中央社保協の山田事務局長は「社会保障は削減のターゲットでした。でも、ここを拡充しなければ内需拡大などありえないことは、いまや誰の目にも明らかです。福祉にお金を回し、高齢者を含め日本の医療のあり方を再構築すべきです」と強調します。
この一年、党派を超えて高まった、後期高齢者医療制度廃止を求める声。誰もが年齢や所得によって差別されることなく、安心して受けられる医療の確立を目指し、たたかいは広がっています。
そっぽ向かれた「診療料」
後期高齢者医療の“目玉”として導入された「後期高齢者診療料」ですが、利用を届け出ているのは、全国の診療所の一割弱の約九千五百です。そのうち、実際に患者の同意を得て診療料を算定した機関は10%程度とみられます。(中央社会保険医療協議会調べ、昨年十一月)

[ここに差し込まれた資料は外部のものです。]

//! Code-maker mode
//!
//! The human picks a secret and scores the engine's guesses.

use crate::config::GameConfig;
use crate::core::Response;
use crate::error::MastermindError;
use crate::logging::LogSink;
use crate::output::formatters::{code_swatches, palette_legend, response_pegs};
use crate::solver::{Solver, Status, StrategyType};
use colored::Colorize;
use std::io::{self, Write};
use std::rc::Rc;

/// What the player typed at the feedback prompt
enum Feedback {
    Quit,
    NewGame,
    Score(Response),
}

/// Run the code-maker loop until the player quits
///
/// # Errors
///
/// Returns an error if reading user input or writing the prompt fails.
#[allow(clippy::too_many_lines)] // Interactive game loop requires detailed handling
pub fn run_simple(
    strategy_name: &str,
    config: &GameConfig,
    sink: Option<Rc<dyn LogSink>>,
) -> io::Result<()> {
    println!("\n╔══════════════════════════════════════════════════════════════╗");
    println!("║                Mastermind - Code Maker Mode                  ║");
    println!("╚══════════════════════════════════════════════════════════════╝\n");

    println!(
        "Think of a secret of {} pegs using these colors:",
        config.code_length()
    );
    println!("  {}\n", palette_legend(config));
    println!("After each guess, enter the score:");
    println!("  - Two numbers, black then white: '2 1' or '2,1'");
    println!("  - Or pegs: B for each exact match, W for each misplaced one ('BBW')");
    println!("  - Or type 'win' if I got it right!\n");
    println!("Commands: 'quit' to exit, 'new' for new game\n");

    'game: loop {
        let mut solver = Solver::new(StrategyType::from_name(strategy_name, config), *config);
        if let Some(sink) = &sink {
            solver = solver.with_sink(Rc::clone(sink));
        }

        let mut guess = match solver.first_guess() {
            Ok(guess) => guess,
            Err(e) => {
                println!("{}", format!("❌ {e}").red());
                return Ok(());
            }
        };

        loop {
            println!("────────────────────────────────────────────────────────────");
            match solver.remaining_candidates() {
                Some(count) => println!(
                    "Guess {} of {}: {count} codes still possible",
                    solver.attempts(),
                    config.max_guesses()
                ),
                None => println!("Guess {} of {}", solver.attempts(), config.max_guesses()),
            }
            println!("────────────────────────────────────────────────────────────");
            println!("\n🎯 My guess: {}\n", code_swatches(&guess));

            let response = match read_feedback(config)? {
                Feedback::Quit => {
                    println!("\n👋 Thanks for playing!\n");
                    return Ok(());
                }
                Feedback::NewGame => {
                    println!("\n🔄 New game started!\n");
                    continue 'game;
                }
                Feedback::Score(response) => response,
            };

            match solver.guess(response) {
                Ok(result) if result.status == Status::InProgress => {
                    println!("   {}\n", response_pegs(response, config));
                    guess = result.code;
                }
                Ok(result) => {
                    if result.status == Status::Won {
                        println!("\n{}", "═".repeat(60).bright_cyan());
                        println!(
                            "  {} Your code was {}",
                            "🎉 Cracked it!".bright_green().bold(),
                            code_swatches(&result.code)
                        );
                        println!(
                            "  Solved in {} {}",
                            solver.attempts().to_string().bright_cyan().bold(),
                            if solver.attempts() == 1 { "guess" } else { "guesses" }
                        );
                        println!("{}", "═".repeat(60).bright_cyan());
                    } else {
                        println!(
                            "\n{}",
                            format!(
                                "😞 Out of guesses after {}. You win this one!",
                                solver.attempts()
                            )
                            .yellow()
                            .bold()
                        );
                    }

                    let again = get_user_input("Play again? (yes/no)")?.to_lowercase();
                    if matches!(again.as_str(), "yes" | "y") {
                        println!("\n🔄 New game started!\n");
                        continue 'game;
                    }
                    println!("\n👋 Thanks for playing!\n");
                    return Ok(());
                }
                Err(MastermindError::InvalidHints(_)) => {
                    println!(
                        "{}",
                        "❌ The hints you entered were inconsistent: no code fits all of them."
                            .red()
                    );
                    println!("   Re-enter the score for this guess, or type 'new'.\n");
                }
                Err(e) => {
                    println!("{}", format!("❌ {e}").red());
                    return Ok(());
                }
            }
        }
    }
}

/// Prompt until the player enters a usable score or a command
fn read_feedback(config: &GameConfig) -> io::Result<Feedback> {
    loop {
        let input = get_user_input("Enter score (e.g. '2 1', 'BBW', 'win', or command)")?;

        match input.to_lowercase().as_str() {
            "quit" | "q" | "exit" => return Ok(Feedback::Quit),
            "new" | "n" => return Ok(Feedback::NewGame),
            "win" | "correct" | "yes" | "solved" => {
                return Ok(Feedback::Score(Response::perfect(config)));
            }
            "" => {}
            _ => match Response::parse(&input, config) {
                Ok(response) => return Ok(Feedback::Score(response)),
                Err(e) => println!("❌ {e}\n"),
            },
        }
    }
}

/// Get user input with a prompt
///
/// End of input reads as `quit`.
pub(crate) fn get_user_input(prompt: &str) -> io::Result<String> {
    print!("{prompt}: ");
    io::stdout().flush()?;

    let mut input = String::new();
    if io::stdin().read_line(&mut input)? == 0 {
        return Ok("quit".to_string());
    }

    Ok(input.trim().to_string())
}
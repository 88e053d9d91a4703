use anyhow::{Context, Result};
use std::path::Path;
use tokio::fs;

use kitchen_planner::api_connection::Provider;
use kitchen_planner::cli::{parse_args, Command, OutputFormat};
use kitchen_planner::config::PlannerConfig;
use kitchen_planner::export::to_markdown;
use kitchen_planner::meal_plan::{Course, FullMealPlan, MealConstraints};
use kitchen_planner::plan_file::{load_plan, save_plan, SavedPlan};
use kitchen_planner::planner::MealPlanner;
use kitchen_planner::session::{PlannerSession, SwapStatus};

fn init_tracing() {
    tracing_subscriber::fmt()
        .with_env_filter(
            tracing_subscriber::EnvFilter::try_from_default_env()
                .unwrap_or_else(|_| tracing_subscriber::EnvFilter::new("info")),
        )
        .with_writer(std::io::stderr)
        .init();
}

fn print_plan(plan: &FullMealPlan, format: OutputFormat) -> Result<()> {
    match format {
        OutputFormat::Markdown => print!("{}", to_markdown(plan)),
        OutputFormat::Json => println!(
            "{}",
            serde_json::to_string_pretty(plan).context("Failed to serialize meal plan")?
        ),
    }
    Ok(())
}

async fn run_swap(
    planner: MealPlanner<Provider>,
    plan_path: &Path,
    course: Course,
    guidance: Option<&str>,
    constraints: MealConstraints,
    save: Option<&Path>,
) -> Result<()> {
    let saved = load_plan(plan_path).await?;
    let constraints = saved.constraints_or(constraints);
    let previous = saved.plan.part(course).name.clone();
    let session = PlannerSession::with_plan(planner, saved.plan, constraints);

    let status = session
        .swap(course, guidance)
        .await
        .with_context(|| format!("Failed to swap {} '{}'", course.label(), previous))?;
    let plan = session.plan().context("Session lost its meal plan")?;

    if status == SwapStatus::StaleShoppingList {
        tracing::warn!(
            "shopping list still reflects '{}'; run `shopping-list` to refresh it",
            previous
        );
    }
    save_plan(save.unwrap_or(plan_path), &SavedPlan::new(plan.clone(), constraints)).await?;
    println!("{}: {} -> {}", course.label(), previous, plan.part(course).name);
    Ok(())
}

#[tokio::main]
async fn main() -> Result<()> {
    init_tracing();

    let cli = parse_args();
    let mut config = PlannerConfig::from_env();
    if let Some(model) = cli.model {
        config.model = model;
    }
    let planner = MealPlanner::new(Provider::openrouter(&config), config.model.clone());

    match cli.command {
        Command::Plan {
            country,
            constraints,
            save,
            format,
        } => {
            let constraints: MealConstraints = constraints.into();
            let session = PlannerSession::new(planner);
            session.set_constraints(constraints);
            session
                .generate(&country)
                .await
                .with_context(|| format!("Failed to generate meal plan for '{}'", country))?;
            let plan = session.plan().context("Session lost its meal plan")?;
            if let Some(path) = save {
                save_plan(&path, &SavedPlan::new(plan.clone(), constraints)).await?;
                tracing::info!(path = %path.display(), "meal plan saved");
            }
            print_plan(&plan, format)?;
        }
        Command::Swap {
            plan,
            course,
            guidance,
            constraints,
            save,
        } => {
            run_swap(
                planner,
                &plan,
                course.into(),
                guidance.as_deref(),
                constraints.into(),
                save.as_deref(),
            )
            .await?;
        }
        Command::ShoppingList { plan, save } => {
            let loaded = load_plan(&plan).await?;
            let constraints = loaded.constraints;
            let session = PlannerSession::with_plan(planner, loaded.plan, constraints);
            session
                .refresh_shopping_list()
                .await
                .context("Failed to refresh shopping list")?;
            let refreshed = session.plan().context("Session lost its meal plan")?;
            let target = save.as_deref().unwrap_or(plan.as_path());
            save_plan(target, &SavedPlan::new(refreshed.clone(), constraints)).await?;
            for category in &refreshed.shopping_list {
                println!("{}: {}", category.category, category.items.join(", "));
            }
        }
        Command::Export { plan, out } => {
            let loaded = load_plan(&plan).await?;
            let markdown = to_markdown(&loaded.plan);
            match out {
                Some(path) => fs::write(&path, markdown)
                    .await
                    .with_context(|| format!("Failed to write '{}'", path.display()))?,
                None => print!("{markdown}"),
            }
        }
    }

    Ok(())
}
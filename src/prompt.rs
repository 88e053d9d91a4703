use crate::meal_plan::{Course, FullMealPlan, MealConstraints};

pub const PLAN_SYSTEM_INSTRUCTION: &str = "You are a Michelin-star chef and world traveler. You specialize in authentic international cuisines and dietary adaptations.";

pub const SWAP_SYSTEM_INSTRUCTION: &str = "You are a culinary expert providing a single meal part replacement. Ensure authenticity to the specified country.";

/// `"Constraints: Gluten Free, No Coffee."`, or empty when no flag is set.
pub fn constraint_clause(constraints: &MealConstraints) -> String {
    let active: Vec<&str> = constraints.active().map(|flag| flag.label()).collect();
    if active.is_empty() {
        String::new()
    } else {
        format!("Constraints: {}.", active.join(", "))
    }
}

/// Guidance that is blank after trimming counts as absent.
pub fn effective_guidance(guidance: Option<&str>) -> Option<&str> {
    guidance.filter(|g| !g.trim().is_empty())
}

pub fn plan_prompt(country: &str, constraints: &MealConstraints) -> String {
    format!(
        "Plan a traditional 4-course meal from {country}.
The meal must include:
1. An Appetizer
2. A Side Dish
3. A Main Course
4. A Drink.
{constraints}
Provide a unified, categorized shopping list for all items. Ensure the recipes are authentic yet accessible.",
        constraints = constraint_clause(constraints),
    )
}

pub fn swap_prompt(
    country: &str,
    course: Course,
    current_name: &str,
    constraints: &MealConstraints,
    guidance: Option<&str>,
) -> String {
    let guidance_text = match effective_guidance(guidance) {
        Some(theme) => {
            format!("The user would like the new dish to be related to: \"{theme}\".")
        }
        None => "The replacement must be distinct from the previous one but still authentic \
                 to the culture."
            .to_string(),
    };
    format!(
        "Suggest a different {role} from {country} to replace \"{current_name}\".
{constraints}
{guidance_text}",
        role = course.label().to_lowercase(),
        constraints = constraint_clause(constraints),
    )
}

pub fn shopping_list_prompt(plan: &FullMealPlan) -> String {
    let mut dishes = String::new();
    for (index, part) in plan.parts().iter().enumerate() {
        dishes.push_str(&format!(
            "{}. {}: {}\n",
            index + 1,
            part.name,
            part.ingredients.join(", ")
        ));
    }
    format!(
        "Based on these 4 dishes from {country}:
{dishes}Create a unified, categorized shopping list (e.g., Produce, Meat/Protein, Pantry, Spices).
Deduplicate common items like salt, oil, or onions.",
        country = plan.country,
    )
}
use serde_json::Value;
use thiserror::Error;

use crate::api_connection::endpoints::JsonSchema;

#[derive(Debug, Clone, PartialEq, Eq, Error)]
#[error("{path}: {message}")]
pub struct SchemaViolation {
    pub path: String,
    pub message: String,
}

/// Strips a surrounding markdown code fence (```json ... ``` or ``` ... ```), if any.
pub fn strip_code_fence(raw: &str) -> &str {
    let trimmed = raw.trim();
    if !(trimmed.starts_with("```") && trimmed.ends_with("```") && trimmed.len() >= 6) {
        return trimmed;
    }
    let inner = &trimmed[3..trimmed.len() - 3];
    inner
        .strip_prefix("json")
        .or_else(|| inner.strip_prefix("JSON"))
        .unwrap_or(inner)
        .trim()
}

/// Checks `value` against the type, `required` and `items` constraints of `schema`.
///
/// Unknown object keys are tolerated: the backend may echo extra fields (an `id`
/// on a meal part, for instance) that the typed records ignore.
pub fn check(value: &Value, schema: &JsonSchema) -> Result<(), SchemaViolation> {
    check_at("$", value, schema)
}

fn check_at(path: &str, value: &Value, schema: &JsonSchema) -> Result<(), SchemaViolation> {
    let matches = match schema.schema_type.as_str() {
        "object" => value.is_object(),
        "array" => value.is_array(),
        "string" => value.is_string(),
        "number" => value.is_number(),
        "integer" => value.is_i64() || value.is_u64(),
        "boolean" => value.is_boolean(),
        "null" => value.is_null(),
        _ => true,
    };
    if !matches {
        return Err(SchemaViolation {
            path: path.to_string(),
            message: format!("expected {}, found {}", schema.schema_type, kind_of(value)),
        });
    }

    if let Value::Object(map) = value {
        for field in schema.required.iter().flatten() {
            if !map.contains_key(field) {
                return Err(SchemaViolation {
                    path: path.to_string(),
                    message: format!("missing required field `{field}`"),
                });
            }
        }
        if let Some(properties) = &schema.properties {
            for (name, property_schema) in properties {
                if let Some(child) = map.get(name) {
                    check_at(&format!("{path}.{name}"), child, property_schema)?;
                }
            }
        }
    }

    if let (Value::Array(elements), Some(item_schema)) = (value, &schema.items) {
        for (index, element) in elements.iter().enumerate() {
            check_at(&format!("{path}[{index}]"), element, item_schema)?;
        }
    }

    Ok(())
}

fn kind_of(value: &Value) -> &'static str {
    match value {
        Value::Null => "null",
        Value::Bool(_) => "boolean",
        Value::Number(_) => "number",
        Value::String(_) => "string",
        Value::Array(_) => "array",
        Value::Object(_) => "object",
    }
}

同「診療料」は、高齢者を診療する医師を一人の主治医に限定し、報酬を月額六千円の包括払いとする制度です。六千円を超えた検査や処置をすると医療機関の損失となります。高齢者が受けられる医療を制限し、医療費を抑制する狙いです。
しかし一年たっても算定は進まず、「後期高齢者医療の『柱』揺らぐ」(「産経」十九日付)と書かれています。